| Work order |
Quote the data below in full, please, without altering anything.

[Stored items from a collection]
■ ■ ■ ■ ■ ■ ■

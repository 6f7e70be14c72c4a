// Copyright (c) 2025 Fabstir
// SPDX-License-Identifier: BUSL-1.1
//! Command-line / environment configuration for the server binary

use clap::Parser;
use std::net::{IpAddr, SocketAddr};
use std::path::PathBuf;

use crate::api::ServerConfig;
use crate::vision::VisionModelConfig;

/// Dog breed classifier web app
#[derive(Parser, Debug, Clone)]
#[command(name = "dog-breed-app")]
#[command(version)]
#[command(about = "Upload a photo, get a dog breed", long_about = None)]
pub struct ServerArgs {
    /// Address to bind
    #[arg(long, env = "APP_HOST", default_value = "0.0.0.0")]
    pub host: IpAddr,

    /// Port to listen on
    #[arg(long, env = "APP_PORT", default_value_t = 3001)]
    pub port: u16,

    /// Directory served under /static; uploads are written to its uploads/ subdirectory
    #[arg(long, env = "STATIC_DIR", default_value = "static")]
    pub static_dir: PathBuf,

    /// Directory holding the model artifacts
    #[arg(long, env = "MODELS_DIR", default_value = "models")]
    pub models_dir: PathBuf,

    /// Largest accepted upload, in MiB
    #[arg(long, env = "MAX_UPLOAD_MB", default_value_t = 16)]
    pub max_upload_mb: usize,

    /// ONNX Runtime intra-op threads per model
    #[arg(long, env = "INTRA_THREADS", default_value_t = 4)]
    pub intra_threads: usize,
}

impl ServerArgs {
    pub fn server_config(&self) -> ServerConfig {
        ServerConfig {
            listen_addr: SocketAddr::new(self.host, self.port),
            static_dir: self.static_dir.clone(),
            max_upload_bytes: self.max_upload_mb.saturating_mul(1024 * 1024),
        }
    }

    pub fn model_config(&self) -> VisionModelConfig {
        VisionModelConfig::from_dir(&self.models_dir).with_intra_threads(self.intra_threads)
    }
}
// Copyright (c) 2025 Fabstir
// SPDX-License-Identifier: BUSL-1.1
use anyhow::{Context, Result};
use clap::Parser;
use dog_breed_app::{
    api::{start_server, AppState},
    config::ServerArgs,
    storage::LocalUploadStore,
    vision::ClassifierSet,
};
use std::{env, sync::Arc};
use tracing::info;

#[tokio::main]
async fn main() -> Result<()> {
    dotenv::dotenv().ok();

    // Initialize tracing subscriber for logging
    if env::var("RUST_LOG").is_err() {
        env::set_var("RUST_LOG", "info");
    }
    tracing_subscriber::fmt::init();

    let args = ServerArgs::parse();
    let server_config = args.server_config();
    let model_config = args.model_config();

    info!("🧠 Loading classifiers from {}", args.models_dir.display());
    let classifiers = tokio::task::spawn_blocking(move || ClassifierSet::load(&model_config))
        .await
        .context("Classifier loading task panicked")?
        .context("Failed to load classifiers")?;
    info!("✅ Classifiers ready");

    let uploads = LocalUploadStore::new(server_config.upload_dir())
        .await
        .context("Failed to prepare upload directory")?;

    let state = AppState::new(classifiers, Arc::new(uploads));
    start_server(state, server_config).await
}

■ ■ ■ ■ ■ ■ ■

| Exercise output |
repository 6f7e70be14c72c4a
// Copyright (c) 2025 Fabstir
// SPDX-License-Identifier: BUSL-1.1
//! Command-line / environment configuration for the server binary

use clap::Parser;
use std::net::{IpAddr, SocketAddr};
use std::path::PathBuf;

use crate::api::ServerConfig;
use crate::vision::VisionModelConfig;

/// Dog breed classifier web app
#[derive(Parser, Debug, Clone)]
#[command(name = "dog-breed-app")]
#[command(version)]
#[command(about = "Upload a photo, get a dog breed", long_about = None)]
pub struct ServerArgs {
    /// Address to bind
    #[arg(long, env = "APP_HOST", default_value = "0.0.0.0")]
    pub host: IpAddr,

    /// Port to listen on
    #[arg(long, env = "APP_PORT", default_value_t = 3001)]
    pub port: u16,

    /// Directory served under /static; uploads are written to its uploads/ subdirectory
    #[arg(long, env = "STATIC_DIR", default_value = "static")]
    pub static_dir: PathBuf,

    /// Directory holding the model artifacts
    #[arg(long, env = "MODELS_DIR", default_value = "models")]
    pub models_dir: PathBuf,

    /// Largest accepted upload, in MiB
    #[arg(long, env = "MAX_UPLOAD_MB", default_value_t = 16)]
    pub max_upload_mb: usize,

    /// ONNX Runtime intra-op threads per model
    #[arg(long, env = "INTRA_THREADS", default_value_t = 4)]
    pub intra_threads: usize,
}

impl ServerArgs {
    pub fn server_config(&self) -> ServerConfig {
        ServerConfig {
            listen_addr: SocketAddr::new(self.host, self.port),
            static_dir: self.static_dir.clone(),
            max_upload_bytes: self.max_upload_mb.saturating_mul(1024 * 1024),
        }
    }

    pub fn model_config(&self) -> VisionModelConfig {
        VisionModelConfig::from_dir(&self.models_dir).with_intra_threads(self.intra_threads)
    }
}
// Copyright (c) 2025 Fabstir
// SPDX-License-Identifier: BUSL-1.1
use anyhow::{Context, Result};
use clap::Parser;
use dog_breed_app::{
    api::{start_server, AppState},
    config::ServerArgs,
    storage::LocalUploadStore,
    vision::ClassifierSet,
};
use std::{env, sync::Arc};
use tracing::info;

#[tokio::main]
async fn main() -> Result<()> {
    dotenv::dotenv().ok();

    // Initialize tracing subscriber for logging
    if env::var("RUST_LOG").is_err() {
        env::set_var("RUST_LOG", "info");
    }
    tracing_subscriber::fmt::init();

    let args = ServerArgs::parse();
    let server_config = args.server_config();
    let model_config = args.model_config();

    info!("🧠 Loading classifiers from {}", args.models_dir.display());
    let classifiers = tokio::task::spawn_blocking(move || ClassifierSet::load(&model_config))
        .await
        .context("Classifier loading task panicked")?
        .context("Failed to load classifiers")?;
    info!("✅ Classifiers ready");

    let uploads = LocalUploadStore::new(server_config.upload_dir())
        .await
        .context("Failed to prepare upload directory")?;

    let state = AppState::new(classifiers, Arc::new(uploads));
    start_server(state, server_config).await
}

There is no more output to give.